Who knew the Feds would make it easier to “mooch” off your parents?  Children can live away from their parents, even be married (as long as you are under 26) and still be on your parents health plan.  But the child is not covered if their employer offers a health insurance plan that they would be covered under. There are a couple details with how to enroll, you can get those answers at www.healthcare.gov.

3.  Access out-of-network emergency room services.

In the past, some health plans would limit payment for emergency room services provided outside of a plan’s pre-selected network of emergency health care providers, or they would require that you get your plan’s prior approval for emergency care at hospitals outside of its networks. This could mean financial hardship if you get sick or injured while away from home. The new rules prevent health plans from requiring higher copayments or co-insurance) for out-of-network emergency room services. The new rules also prohibit health plans from requiring you to get prior approval before seeking emergency room services from a provider or hospital outside your plan’s network.

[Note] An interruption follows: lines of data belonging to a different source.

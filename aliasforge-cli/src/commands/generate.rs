//! Generate command implementation

use crate::config::CliConfig;
use crate::error::{CliError, CliResult};
use crate::output::{write_usernames, OutputFormat};
use crate::prompt;
use aliasforge_core::{Config, Generator, NameProfile, Style, Wordlist};
use anyhow::Context;
use clap::Args;
use std::fs::File;
use std::io::{self, BufWriter};
use std::path::PathBuf;

/// Arguments for the generate command
#[derive(Debug, Args)]
pub struct GenerateArgs {
    /// First name (Western) or given name(s) (Chinese), e.g. "Tai Man"
    #[arg(long, value_name = "NAME", required = true)]
    pub first: String,

    /// Surname
    #[arg(long, value_name = "NAME", required = true)]
    pub last: String,

    /// Middle name (Western style only)
    #[arg(long, value_name = "NAME")]
    pub middle: Option<String>,

    /// English alias or nickname
    #[arg(long, value_name = "NAME")]
    pub alias: Option<String>,

    /// Second alias
    #[arg(long, value_name = "NAME")]
    pub alias2: Option<String>,

    /// Year of birth (YYYY); overrides the year of --dob
    #[arg(long, value_name = "YYYY")]
    pub year: Option<String>,

    /// Date of birth (YYYY/MM/DD or YYYY-MM-DD)
    #[arg(long, value_name = "DATE")]
    pub dob: Option<String>,

    /// Naming style; prompted for when neither given here nor in the config file
    #[arg(short, long, value_enum)]
    pub style: Option<StyleArg>,

    /// Emit every pattern variant instead of the curated default set
    #[arg(long)]
    pub full: bool,

    /// Shortest accepted username
    #[arg(long, value_name = "N")]
    pub min_length: Option<usize>,

    /// Longest accepted username
    #[arg(long, value_name = "N")]
    pub max_length: Option<usize>,

    /// Output format
    #[arg(short, long, value_enum)]
    pub format: Option<OutputFormat>,

    /// Also write the word list to this file
    #[arg(short, long, value_name = "FILE")]
    pub output: Option<PathBuf>,

    /// Do not print the word list to stdout
    #[arg(long)]
    pub no_print: bool,

    /// Configuration file
    #[arg(short, long, value_name = "FILE")]
    pub config: Option<PathBuf>,

    /// Suppress the run summary and log output
    #[arg(short, long)]
    pub quiet: bool,

    /// Increase verbosity
    #[arg(short, long, action = clap::ArgAction::Count)]
    pub verbose: u8,
}

/// Supported naming styles
#[derive(Debug, Clone, Copy, PartialEq, Eq, clap::ValueEnum)]
pub enum StyleArg {
    /// Surname first, given name(s) plus English alias
    Chinese,
    /// Given name first, optional middle name and nickname
    Western,
}

impl From<StyleArg> for Style {
    fn from(style: StyleArg) -> Self {
        match style {
            StyleArg::Chinese => Style::Chinese,
            StyleArg::Western => Style::Western,
        }
    }
}

impl GenerateArgs {
    /// Execute the generate command
    pub fn execute(&self) -> CliResult<()> {
        self.init_logging();

        log::info!("Starting username generation");
        log::debug!("Arguments: {:?}", self);

        let file_config = match &self.config {
            Some(path) => CliConfig::load(path)?,
            None => CliConfig::default(),
        };

        let style = self.resolve_style(&file_config)?;
        let config = self.build_config(&file_config, style)?;
        let profile = self.profile();

        let wordlist = Generator::with_config(config)?
            .generate(&profile)
            .map_err(|e| match e {
                aliasforge_core::Error::Validation(err) => CliError::InvalidInput(err.to_string()),
                other => CliError::ConfigError(other.to_string()),
            })?;

        if let Some(warning) = wordlist.empty_warning() {
            log::warn!("{warning}");
        }

        let format = self
            .format
            .or(file_config.output.format)
            .unwrap_or_default();
        let no_print = self.no_print || file_config.output.no_print;

        if !no_print {
            let mut formatter = format.formatter(io::stdout());
            write_usernames(formatter.as_mut(), wordlist.usernames())?;
        }

        if let Some(path) = &self.output {
            let file = File::create(path)
                .with_context(|| format!("Failed to create output file {}", path.display()))?;
            let mut formatter = format.formatter(BufWriter::new(file));
            write_usernames(formatter.as_mut(), wordlist.usernames())
                .with_context(|| format!("Failed to write {}", path.display()))?;
        }

        if !self.quiet {
            eprint!("{}", self.summary(&wordlist));
        }

        Ok(())
    }

    /// Command line first, then the config file, then ask
    fn resolve_style(&self, file_config: &CliConfig) -> CliResult<Style> {
        if let Some(style) = self.style {
            return Ok(style.into());
        }
        if let Some(style) = file_config.style()? {
            return Ok(style);
        }

        let stdin = io::stdin();
        prompt::prompt_style(&mut stdin.lock(), &mut io::stderr())
    }

    /// Merge flags over config file values over style defaults
    fn build_config(&self, file_config: &CliConfig, style: Style) -> CliResult<Config> {
        let generation = &file_config.generation;
        let mut builder = Config::builder()
            .style(style.code())?
            .full(self.full || generation.full);

        if let Some(min) = self.min_length.or(generation.min_length) {
            builder = builder.min_length(min);
        }
        if let Some(max) = self.max_length.or(generation.max_length) {
            builder = builder.max_length(max);
        }

        builder
            .build()
            .map_err(|e| CliError::ConfigError(e.to_string()).into())
    }

    fn profile(&self) -> NameProfile {
        let mut builder = NameProfile::builder().first(&self.first).last(&self.last);
        if let Some(middle) = &self.middle {
            builder = builder.middle(middle);
        }
        if let Some(alias) = &self.alias {
            builder = builder.alias(alias);
        }
        if let Some(alias2) = &self.alias2 {
            builder = builder.alias2(alias2);
        }
        if let Some(year) = &self.year {
            builder = builder.year(year);
        }
        if let Some(dob) = &self.dob {
            builder = builder.dob(dob);
        }
        builder.build()
    }

    /// Run summary shown on stderr
    fn summary(&self, wordlist: &Wordlist) -> String {
        let name = match wordlist.style() {
            Style::Chinese => format!("{} {}", self.last, self.first),
            Style::Western => [Some(&self.first), self.middle.as_ref(), Some(&self.last)]
                .into_iter()
                .flatten()
                .map(String::as_str)
                .collect::<Vec<_>>()
                .join(" "),
        };

        let mut lines = vec![
            format!("Style:    {}", wordlist.style()),
            format!("Name:     {name}"),
        ];
        for (label, value) in [
            ("Alias:   ", &self.alias),
            ("Alias 2: ", &self.alias2),
            ("Year:    ", &self.year),
            ("DOB:     ", &self.dob),
        ] {
            if let Some(value) = value {
                lines.push(format!("{label} {value}"));
            }
        }
        lines.push(format!("Mode:     {}", wordlist.mode()));
        lines.push(format!("Length:   {}", wordlist.window()));
        lines.push(format!("Total:    {} usernames", wordlist.len()));
        if let Some(path) = &self.output {
            lines.push(format!("Saved to: {}", path.display()));
        }

        let mut summary = lines.join("\n");
        summary.push('\n');
        summary
    }

    /// Initialize logging based on verbosity level
    fn init_logging(&self) {
        let log_level = match self.verbose {
            0 => "warn",
            1 => "info",
            2 => "debug",
            _ => "trace",
        };

        if !self.quiet {
            // A logger may already be installed when running in-process
            if let Err(e) = env_logger::Builder::from_env(
                env_logger::Env::default().default_filter_or(log_level),
            )
            .try_init()
            {
                log::debug!("Keeping the existing logger: {e}");
            }
        }
    }
}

4. Choose the primary care doctor or pediatrician you want from your health plan’s provider network.

5. See an OB-GYN doctor without needing a referral from another doctor.

Insurance Companies Can No Longer:

1.  Deny Coverage to Kids With Pre-Existing Conditions.

This condition only applies for children under 19, AND doesn’t apply to individuals who may have been “grandfathered” into.   A grandfathered individual health insurance policy is a policy that you bought for yourself or your family (and is not a job-related health plan) on or before March 23, 2010 (the date that the new law was passed).

2.  Place a “lifetime” dollar limit on most benefits you receive.

The act also restricts and phases out the “annual” dollar limits a health plan can place on most of your benefits — and does away with these limits entirely in 2014.  Previously, insurance companies could put annual and/or lifetime limits of how much money could be spent on you in a particular year.  This is no longer the case.

3.  Refuse to evaluate any claim appeals the insurance company may have denied payment on previously.

If the insurance company reviews your claim and denies a second time, you have the right to have your claim reviewed by an independent reviewer who does not work for the insurance company. Again, go to www.healthcare.gov to better understand this provision.